Your objective
Whenever the string "iter" turns up in a line of the data below, copy that line.

Data

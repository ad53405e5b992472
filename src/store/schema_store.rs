use crate::coercion;
use crate::error::{FormSchemaError, Result};
use crate::types::{
    CalculateProperty, FormSchema, HideProperty, Page, Question, QuestionType, Rendering, Section,
    Validator,
};

/// Single owner of the in-memory form schema.
///
/// Replaces the shared-mutable-context pattern of the visual builder with
/// explicit mutation methods. Every mutation is atomic: the tree is cloned,
/// the change applied to the draft, the schema-wide invariants re-checked,
/// and the draft swapped in only on success. A failed operation leaves the
/// schema exactly as it was. `revision` increments once per successful
/// mutation, so callers can cheaply detect change.
#[derive(Debug, Clone)]
pub struct SchemaStore {
    schema: FormSchema,
    revision: u64,
}

impl SchemaStore {
    pub fn new(schema: FormSchema) -> Self {
        Self {
            schema,
            revision: 0,
        }
    }

    pub fn from_json(text: &str) -> Result<Self> {
        Ok(Self::new(serde_json::from_str(text)?))
    }

    /// Serialized schema as the editor renders it: 2-space indentation.
    pub fn to_json_pretty(&self) -> Result<String> {
        Ok(serde_json::to_string_pretty(&self.schema)?)
    }

    pub fn schema(&self) -> &FormSchema {
        &self.schema
    }

    pub fn revision(&self) -> u64 {
        self.revision
    }

    /// Point-in-time copy of the schema, suitable for undo.
    pub fn snapshot(&self) -> FormSchema {
        self.schema.clone()
    }

    /// Replaces the schema wholesale (undo / external reload). Still counts
    /// as a mutation.
    pub fn restore(&mut self, snapshot: FormSchema) {
        self.schema = snapshot;
        self.revision += 1;
    }

    // --- pages ---

    pub fn add_page(&mut self, label: impl Into<String>) -> Result<usize> {
        let label = label.into();
        self.mutate(|schema| {
            schema.pages.push(Page::new(label.clone()));
            tracing::debug!(page = %label, "added page");
            Ok(schema.pages.len() - 1)
        })
    }

    pub fn rename_page(&mut self, page: usize, label: impl Into<String>) -> Result<()> {
        let label = label.into();
        self.mutate(|schema| {
            let target = schema
                .pages
                .get_mut(page)
                .ok_or(FormSchemaError::PageNotFound { index: page })?;
            target.label = label;
            Ok(())
        })
    }

    pub fn delete_page(&mut self, page: usize) -> Result<Page> {
        self.mutate(|schema| {
            if page >= schema.pages.len() {
                return Err(FormSchemaError::PageNotFound { index: page });
            }
            let removed = schema.pages.remove(page);
            for section in &removed.sections {
                prune_referenced_form(schema, section);
            }
            tracing::debug!(page = %removed.label, "deleted page");
            Ok(removed)
        })
    }

    // --- sections ---

    pub fn add_section(&mut self, page: usize, section: Section) -> Result<usize> {
        self.mutate(|schema| {
            let target = schema
                .pages
                .get_mut(page)
                .ok_or(FormSchemaError::PageNotFound { index: page })?;
            target.sections.push(section);
            Ok(target.sections.len() - 1)
        })
    }

    pub fn rename_section(
        &mut self,
        page: usize,
        section: usize,
        label: impl Into<String>,
    ) -> Result<()> {
        let label = label.into();
        self.mutate(|schema| {
            section_mut(schema, page, section)?.label = label;
            Ok(())
        })
    }

    /// Removes a section. If it pointed at another form and no surviving
    /// section still does, the now-unused `referencedForms` entry is pruned.
    /// Usage is decided by a full re-scan of the remaining tree, not a
    /// maintained count; schemas are small enough that this never matters.
    pub fn delete_section(&mut self, page: usize, section: usize) -> Result<Section> {
        self.mutate(|schema| {
            let target = schema
                .pages
                .get_mut(page)
                .ok_or(FormSchemaError::PageNotFound { index: page })?;
            if section >= target.sections.len() {
                return Err(FormSchemaError::SectionNotFound { page, section });
            }
            let removed = target.sections.remove(section);
            prune_referenced_form(schema, &removed);
            tracing::debug!(section = %removed.label, page, "deleted section");
            Ok(removed)
        })
    }

    // --- questions ---

    /// Appends a question to a section. Rejected without mutating anything
    /// if any id in the new question subtree already exists in the schema.
    pub fn add_question(&mut self, page: usize, section: usize, question: Question) -> Result<()> {
        self.mutate(|schema| {
            tracing::debug!(question = %question.id, page, section, "added question");
            section_mut(schema, page, section)?.questions.push(question);
            Ok(())
        })
    }

    /// Applies an arbitrary edit to the question with the given id. The
    /// duplicate-id invariant is re-checked afterwards, so an edit that
    /// renames a question onto an existing id is rejected atomically.
    pub fn update_question(
        &mut self,
        question_id: &str,
        edit: impl FnOnce(&mut Question),
    ) -> Result<()> {
        self.mutate(|schema| {
            let question = find_question_mut(schema, question_id).ok_or_else(|| {
                FormSchemaError::QuestionNotFound {
                    id: question_id.to_string(),
                }
            })?;
            edit(question);
            Ok(())
        })
    }

    pub fn delete_question(&mut self, question_id: &str) -> Result<Question> {
        self.mutate(|schema| {
            remove_question(schema, question_id).ok_or_else(|| FormSchemaError::QuestionNotFound {
                id: question_id.to_string(),
            })
        })
    }

    /// Direct required flip; deliberately not modeled as a rule, it is the
    /// most common piece of conditional behavior by far.
    pub fn set_required(&mut self, question_id: &str, required: bool) -> Result<()> {
        self.update_question(question_id, |question| {
            question.required = Some(required);
        })
    }

    /// Retargets a question to a new type, coercing `questionOptions` down
    /// to the fields legal for it.
    pub fn set_question_type(&mut self, question_id: &str, new_type: QuestionType) -> Result<()> {
        self.update_question(question_id, |question| {
            *question = coercion::clean_question_for_type(question, new_type);
        })
    }

    pub fn set_question_rendering(
        &mut self,
        question_id: &str,
        new_rendering: Rendering,
    ) -> Result<()> {
        self.update_question(question_id, |question| {
            *question = coercion::clean_question_for_rendering(question, new_rendering);
        })
    }

    // --- conditional-logic plumbing (written by the rule engine) ---

    pub fn set_hide_expression(
        &mut self,
        question_id: &str,
        hide_when_expression: impl Into<String>,
    ) -> Result<()> {
        let expression = hide_when_expression.into();
        self.update_question(question_id, |question| {
            question.hide = Some(HideProperty {
                hide_when_expression: expression,
            });
        })
    }

    pub fn clear_hide(&mut self, question_id: &str) -> Result<()> {
        self.update_question(question_id, |question| {
            question.hide = None;
        })
    }

    /// Appends a validator and returns its index, so a later rule deletion
    /// can splice exactly this entry.
    pub fn append_validator(&mut self, question_id: &str, validator: Validator) -> Result<usize> {
        self.mutate(|schema| {
            let question = find_question_mut(schema, question_id).ok_or_else(|| {
                FormSchemaError::QuestionNotFound {
                    id: question_id.to_string(),
                }
            })?;
            question.validators.push(validator);
            Ok(question.validators.len() - 1)
        })
    }

    pub fn remove_validator(&mut self, question_id: &str, index: usize) -> Result<Validator> {
        self.mutate(|schema| {
            let question = find_question_mut(schema, question_id).ok_or_else(|| {
                FormSchemaError::QuestionNotFound {
                    id: question_id.to_string(),
                }
            })?;
            if index >= question.validators.len() {
                return Err(FormSchemaError::mutation(format!(
                    "validator index {index} out of range for question '{question_id}'"
                )));
            }
            Ok(question.validators.remove(index))
        })
    }

    pub fn set_calculate_expression(
        &mut self,
        question_id: &str,
        calculate_expression: impl Into<String>,
    ) -> Result<()> {
        let expression = calculate_expression.into();
        self.update_question(question_id, |question| {
            question.question_options.calculate = Some(CalculateProperty {
                calculate_expression: expression,
            });
        })
    }

    pub fn clear_calculate(&mut self, question_id: &str) -> Result<()> {
        self.update_question(question_id, |question| {
            question.question_options.calculate = None;
        })
    }

    // --- lookups ---

    pub fn question(&self, question_id: &str) -> Option<&Question> {
        self.schema.all_questions().find(|q| q.id == question_id)
    }

    /// Copy-modify-swap core. The draft replaces the live tree only when the
    /// closure and the duplicate-id invariant both pass.
    fn mutate<T>(&mut self, f: impl FnOnce(&mut FormSchema) -> Result<T>) -> Result<T> {
        let mut draft = self.schema.clone();
        let out = f(&mut draft)?;
        if let Some(id) = draft.find_duplicate_question_id() {
            return Err(FormSchemaError::DuplicateQuestionId { id });
        }
        self.schema = draft;
        self.revision += 1;
        Ok(out)
    }
}

fn section_mut(schema: &mut FormSchema, page: usize, section: usize) -> Result<&mut Section> {
    schema
        .pages
        .get_mut(page)
        .ok_or(FormSchemaError::PageNotFound { index: page })?
        .sections
        .get_mut(section)
        .ok_or(FormSchemaError::SectionNotFound { page, section })
}

fn find_question_mut<'a>(schema: &'a mut FormSchema, id: &str) -> Option<&'a mut Question> {
    for page in &mut schema.pages {
        for section in &mut page.sections {
            for question in &mut section.questions {
                if let Some(found) = find_in_question_mut(question, id) {
                    return Some(found);
                }
            }
        }
    }
    None
}

fn find_in_question_mut<'a>(question: &'a mut Question, id: &str) -> Option<&'a mut Question> {
    if question.id == id {
        return Some(question);
    }
    for sub in &mut question.questions {
        if let Some(found) = find_in_question_mut(sub, id) {
            return Some(found);
        }
    }
    None
}

fn remove_question(schema: &mut FormSchema, id: &str) -> Option<Question> {
    for page in &mut schema.pages {
        for section in &mut page.sections {
            if let Some(removed) = remove_from_list(&mut section.questions, id) {
                return Some(removed);
            }
        }
    }
    None
}

fn remove_from_list(questions: &mut Vec<Question>, id: &str) -> Option<Question> {
    if let Some(position) = questions.iter().position(|q| q.id == id) {
        return Some(questions.remove(position));
    }
    for question in questions {
        if let Some(removed) = remove_from_list(&mut question.questions, id) {
            return Some(removed);
        }
    }
    None
}

/// After removing `section`, drops its referenced form from
/// `referencedForms` unless some other section still points at the alias.
fn prune_referenced_form(schema: &mut FormSchema, removed: &Section) {
    let Some(reference) = &removed.reference else {
        return;
    };
    let alias = &reference.form;
    let still_used = schema
        .pages
        .iter()
        .flat_map(|p| p.sections.iter())
        .any(|s| s.reference.as_ref().is_some_and(|r| &r.form == alias));
    if !still_used {
        schema.referenced_forms.retain(|f| &f.alias != alias);
        tracing::debug!(alias = %alias, "pruned unused referenced form");
    }
}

Output for this exercise
    if let Some(position) = questions.iter().position(|q| q.id == id) {
        .iter()
        .flat_map(|p| p.sections.iter())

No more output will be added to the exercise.